Duck decoy exhibit shows little-known part of region’s past
ERIE, Pa. (AP) — Frank Buchner made a living working on ships that traveled throughout the Great Lakes in the first half of the last century.
He was a captain and engineer on what were then known as “sand suckers,” which were large vessels, often converted freighters, deployed to dredge channels. The job involved long shifts and plenty of down time.
Buchner filled that time with the hobby that made him a household name, at least in households where conversations revolved around waterfowl hunting.
Several examples of Buchner’s work — individually-carved and ornately-decorated wooden duck decoys — are part of an exhibit at the Erie Art Museum.

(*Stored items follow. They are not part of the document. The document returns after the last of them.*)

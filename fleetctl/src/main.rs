//! fleetctl - operator entry point for the fleet reconciliation engine.
//!
//! `preview`, `canary` and `rollout` drive the orchestrator; `hosts` manages
//! the host records it works from.

mod output;

use anyhow::Result;
use clap::{Args, Parser, Subcommand};
use fleet_engine::config::Config;
use fleet_engine::db::HostStore;
use fleet_engine::lifecycle::{probe_for, HealthPolicy};
use fleet_engine::models::{ApiMode, NewHost};
use fleet_engine::session::{Connector, KeyDirResolver, SshConnector};
use fleet_engine::{utils, ManifestRegistry, Orchestrator, Pipeline};
use std::path::PathBuf;
use std::sync::Arc;
use tokio::signal;
use tokio_util::sync::CancellationToken;

#[derive(Parser, Debug)]
#[command(author, version, about, long_about = None)]
struct Cli {
    /// Path to configuration file
    #[arg(short, long, value_name = "FILE", global = true)]
    config: Option<PathBuf>,

    /// Manifest to apply (overrides config)
    #[arg(short, long, value_name = "FILE", global = true)]
    manifest: Option<PathBuf>,

    /// Log level (trace, debug, info, warn, error)
    #[arg(short, long, global = true)]
    log_level: Option<String>,

    /// Print reports as JSON
    #[arg(long, global = true)]
    json: bool,

    #[command(subcommand)]
    command: Command,
}

#[derive(Subcommand, Debug)]
enum Command {
    /// Show what a pass would change on one host, without changing it
    Preview {
        /// Host to preview (default: first host below the manifest version)
        #[arg(long)]
        host: Option<String>,
    },
    /// Apply the manifest to one host and verify it
    Canary { host: String },
    /// Apply the manifest to every host below its version, in batches
    Rollout {
        /// Run this canary first and stop unless it passes
        #[arg(long, value_name = "HOST")]
        canary: Option<String>,

        #[arg(long)]
        batch_size: Option<usize>,

        #[arg(long)]
        batch_delay_secs: Option<u64>,
    },
    /// Manage host records
    Hosts {
        #[command(subcommand)]
        command: HostsCommand,
    },
}

#[derive(Subcommand, Debug)]
enum HostsCommand {
    List,
    Add(AddHost),
    Remove { id: String },
}

#[derive(Args, Debug)]
struct AddHost {
    id: String,
    address: String,

    #[arg(long)]
    name: Option<String>,

    #[arg(long, default_value_t = 22)]
    port: i64,

    #[arg(long, default_value = "root")]
    user: String,

    /// Opaque reference resolved to a private key in the keys directory
    #[arg(long)]
    credential_ref: String,

    #[arg(long, value_parser = parse_api_mode, default_value = "managed")]
    api_mode: ApiMode,

    /// Platform-issued token for managed hosts
    #[arg(long)]
    token: Option<String>,

    /// Value for a required environment variable, as NAME=VALUE (repeatable)
    #[arg(long = "env", value_name = "NAME=VALUE", value_parser = parse_env_pair)]
    env: Vec<(String, String)>,
}

fn parse_api_mode(s: &str) -> Result<ApiMode, String> {
    s.parse().map_err(|e: anyhow::Error| e.to_string())
}

fn parse_env_pair(s: &str) -> Result<(String, String), String> {
    match s.split_once('=') {
        Some((name, value)) if !name.is_empty() => Ok((name.to_string(), value.to_string())),
        _ => Err(format!("expected NAME=VALUE, got {s:?}")),
    }
}

#[tokio::main]
async fn main() -> Result<()> {
    let cli = Cli::parse();

    // Load configuration
    let mut config = match &cli.config {
        Some(path) => Config::from_file(path)?,
        None => Config::default(),
    }
    .with_env_overrides();
    if let Some(manifest) = &cli.manifest {
        config.manifest.path = manifest.clone();
    }

    // Initialize logging
    let log_level = cli.log_level.as_deref().unwrap_or(&config.log.level);
    utils::logger::init(log_level)?;

    let store = HostStore::open(&config.store.path)?;
    let result = run(cli.command, cli.json, config, &store).await;
    store.close();
    result
}

async fn run(command: Command, json: bool, mut config: Config, store: &HostStore) -> Result<()> {
    match command {
        Command::Hosts { command } => hosts(command, json, store).await,
        Command::Preview { host } => {
            let orchestrator = orchestrator(&config, ssh_connector(&config), store, CancellationToken::new())?;
            let report = orchestrator.preview(host.as_deref()).await?;
            output::emit(json, &report, output::preview)
        }
        Command::Canary { host } => {
            let orchestrator = orchestrator(&config, ssh_connector(&config), store, CancellationToken::new())?;
            let report = orchestrator.canary(&host).await?;
            output::emit(json, &report, output::canary)?;
            if !report.safe {
                anyhow::bail!("Canary {} failed verification", host);
            }
            Ok(())
        }
        Command::Rollout { canary, batch_size, batch_delay_secs } => {
            if let Some(size) = batch_size {
                config.rollout.batch_size = size;
            }
            if let Some(delay) = batch_delay_secs {
                config.rollout.batch_delay_secs = delay;
            }

            let cancel = CancellationToken::new();
            let orchestrator = orchestrator(&config, ssh_connector(&config), store, cancel.clone())?;

            if let Some(host) = canary {
                let report = orchestrator.canary(&host).await?;
                output::emit(json, &report, output::canary)?;
                if !report.safe {
                    anyhow::bail!("Canary {} failed verification; rollout not started", host);
                }
            }

            tokio::spawn(shutdown_signal(cancel));
            let report = orchestrator.rollout().await?;
            output::emit(json, &report, output::rollout)?;

            let failed = report.failed().len();
            if failed > 0 {
                anyhow::bail!("{} host(s) failed", failed);
            }
            Ok(())
        }
    }
}

async fn hosts(command: HostsCommand, json: bool, store: &HostStore) -> Result<()> {
    match command {
        HostsCommand::List => {
            let hosts = store.list().await?;
            output::emit(json, &hosts, |h| output::hosts(h))
        }
        HostsCommand::Add(args) => {
            let host = store
                .create(NewHost {
                    name: args.name.unwrap_or_else(|| args.id.clone()),
                    id: args.id,
                    address: args.address,
                    port: args.port,
                    ssh_user: args.user,
                    credential_ref: args.credential_ref,
                    api_mode: args.api_mode,
                    last_known_token: args.token,
                    environment: args.env.into_iter().collect(),
                })
                .await?;
            tracing::info!(host = %host.id, "host added");
            output::emit(json, &host, |h| output::hosts(std::slice::from_ref(h)))
        }
        HostsCommand::Remove { id } => {
            if !store.remove(&id).await? {
                anyhow::bail!("Unknown host: {}", id);
            }
            tracing::info!(host = %id, "host removed");
            Ok(())
        }
    }
}

fn ssh_connector(config: &Config) -> Arc<dyn Connector> {
    let resolver = Arc::new(KeyDirResolver::new(config.ssh.keys_dir.clone()));
    Arc::new(SshConnector::new(resolver, &config.ssh))
}

/// Load and validate the manifest, then wire the pipeline to `connector`.
fn orchestrator(
    config: &Config,
    connector: Arc<dyn Connector>,
    store: &HostStore,
    cancel: CancellationToken,
) -> Result<Orchestrator> {
    let registry = Arc::new(ManifestRegistry::load(&config.manifest.path)?);
    tracing::info!(
        version = registry.version(),
        "Loaded manifest {}",
        config.manifest.path.display()
    );

    let probe = probe_for(&config.health, &registry.manifest().service)?;
    let pipeline = Pipeline::new(
        registry,
        connector,
        probe,
        config.transfer.clone(),
        HealthPolicy::from(&config.health),
    )?;
    Ok(Orchestrator::new(Arc::new(pipeline), store.clone(), config.rollout.clone(), cancel))
}

async fn shutdown_signal(cancel: CancellationToken) {
    let ctrl_c = async {
        signal::ctrl_c().await.expect("failed to listen for ctrl+c");
    };

    #[cfg(unix)]
    let terminate = async {
        signal::unix::signal(signal::unix::SignalKind::terminate())
            .expect("failed to listen for SIGTERM")
            .recv()
            .await;
    };

    #[cfg(not(unix))]
    let terminate = std::future::pending::<()>();

    tokio::select! {
        _ = ctrl_c => tracing::info!("Received SIGINT, halting after the current batch"),
        _ = terminate => tracing::info!("Received SIGTERM, halting after the current batch"),
    }

    cancel.cancel();
}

The exhibit includes the work of several prominent carvers who once called the Erie area home, including Ken Chandley, Roger Ebisch, Jack Sweet and Harry Hahn, who was believed to be Erie County’s oldest resident when he died this September at the age of 107.

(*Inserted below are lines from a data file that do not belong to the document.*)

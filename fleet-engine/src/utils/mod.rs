//! Utility modules for the reconciliation engine.

pub mod errors;
pub mod logger;

pub use errors::{ApplyError, ConfigError, SessionError};
use super::{Applier, ApplyContext};
use crate::manifest::{Manifest, PackageSpec};
use crate::session::{Action, Probe};
use crate::utils::errors::ApplyError;
use async_trait::async_trait;

#[derive(Debug, Clone, Copy, PartialEq, Eq)]
enum PackageKind {
    /// Satisfied when the provided binary is on `PATH`.
    System,
    /// Satisfied when the provided module imports.
    Interpreter,
}

/// Installs missing packages. Already satisfied packages never reach the
/// installer, and a package that is still missing afterwards is a soft
/// error: an optional package must not block the rest of the pass.
pub struct PackagesApplier {
    kind: PackageKind,
}

impl PackagesApplier {
    pub fn system() -> Self {
        Self { kind: PackageKind::System }
    }

    pub fn interpreter() -> Self {
        Self { kind: PackageKind::Interpreter }
    }

    fn packages<'m>(&self, manifest: &'m Manifest) -> &'m [PackageSpec] {
        match self.kind {
            PackageKind::System => &manifest.system_packages,
            PackageKind::Interpreter => &manifest.interpreter_packages,
        }
    }

    fn probe(&self, manifest: &Manifest, package: &PackageSpec) -> Probe {
        match self.kind {
            PackageKind::System => Probe::Which(package.provides().to_string()),
            PackageKind::Interpreter => Probe::Importable {
                interpreter: manifest.service.interpreter.clone(),
                module: package.provides().to_string(),
            },
        }
    }

    fn installer(&self, manifest: &Manifest) -> Vec<String> {
        match self.kind {
            PackageKind::System => manifest.service.system_installer.clone(),
            PackageKind::Interpreter => manifest.service.interpreter_installer.clone(),
        }
    }
}

#[async_trait]
impl Applier for PackagesApplier {
    fn kind(&self) -> &'static str {
        match self.kind {
            PackageKind::System => "package",
            PackageKind::Interpreter => "interpreter-package",
        }
    }

    async fn apply(&self, ctx: &mut ApplyContext<'_>) -> Result<(), ApplyError> {
        let manifest = ctx.registry.manifest();
        let packages = self.packages(manifest);
        if packages.is_empty() {
            return Ok(());
        }
        let label = |p: &PackageSpec| format!("{}:{}", self.kind(), p.name());

        let probes: Vec<Probe> = packages.iter().map(|p| self.probe(manifest, p)).collect();
        let current = ctx.query(&probes).await?;

        let mut missing = Vec::new();
        for (i, package) in packages.iter().enumerate() {
            if current.get(i).is_yes() {
                ctx.correct(label(package));
            } else {
                missing.push(package);
            }
        }
        if missing.is_empty() {
            return Ok(());
        }

        if ctx.dry_run {
            for package in missing {
                ctx.fixed(label(package));
            }
            return Ok(());
        }
        let install = Action::Install {
            installer: self.installer(manifest),
            packages: missing.iter().map(|p| p.name().to_string()).collect(),
        };
        if let Err(e) = ctx.commit(vec![install]).await {
            for package in missing {
                ctx.error(label(package), &e);
            }
            return Ok(());
        }

        // the install script never fails as a whole; re-check each package
        let probes: Vec<Probe> = missing.iter().map(|p| self.probe(manifest, p)).collect();
        let after = ctx.query(&probes).await?;
        for (i, package) in missing.into_iter().enumerate() {
            if after.get(i).is_yes() {
                ctx.fixed(label(package));
            } else {
                ctx.error(label(package), "still missing after install");
            }
        }
        Ok(())
    }
}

But if the local community of carvers that all but disappeared with the arrival of plastic decoys in the 1950s had what amounted to a rock star, it would have been Buchner.
“He developed quite a reputation for making the best decoys, to the point where people were able to recognize his work without knowing who made it,” said Rick Hovis, an Erie resident whose extensive research into local carvers helped lead to the museum’s first exhibit of decoys in the early 1990s. “They were fantastic.”
And valuable, with some Buchner decoys fetching upward of $60,000 at auction, Hovis said.
Buchner died in 1946, not long before the painstaking process of carving decoys from wood became obsolete with the passage of laws allowing the use of cheap, mass-produced plastic versions by waterfowl hunters.
But his legacy lives on with decoys that continue to circulate, some in the hands of private owners and some in the archives of the Erie Art Museum, whose director, John Vanco, said they represent examples of folk art sculpture.
“He carved elaborate colors and patterns onto the backs of the ducks,” Vanco said. “That wasn’t something that was really functional or that made a big difference to the hunters, but it made his carvings very distinctive, and very beautiful.”
While what remains of the wooden decoy-carving community now is centered mainly in the Chesapeake Bay area, Vanco and Hovis said, Erie was a hub for carvers around the turn of the 20th century thanks in part to its proximity to a major waterfowl flyway.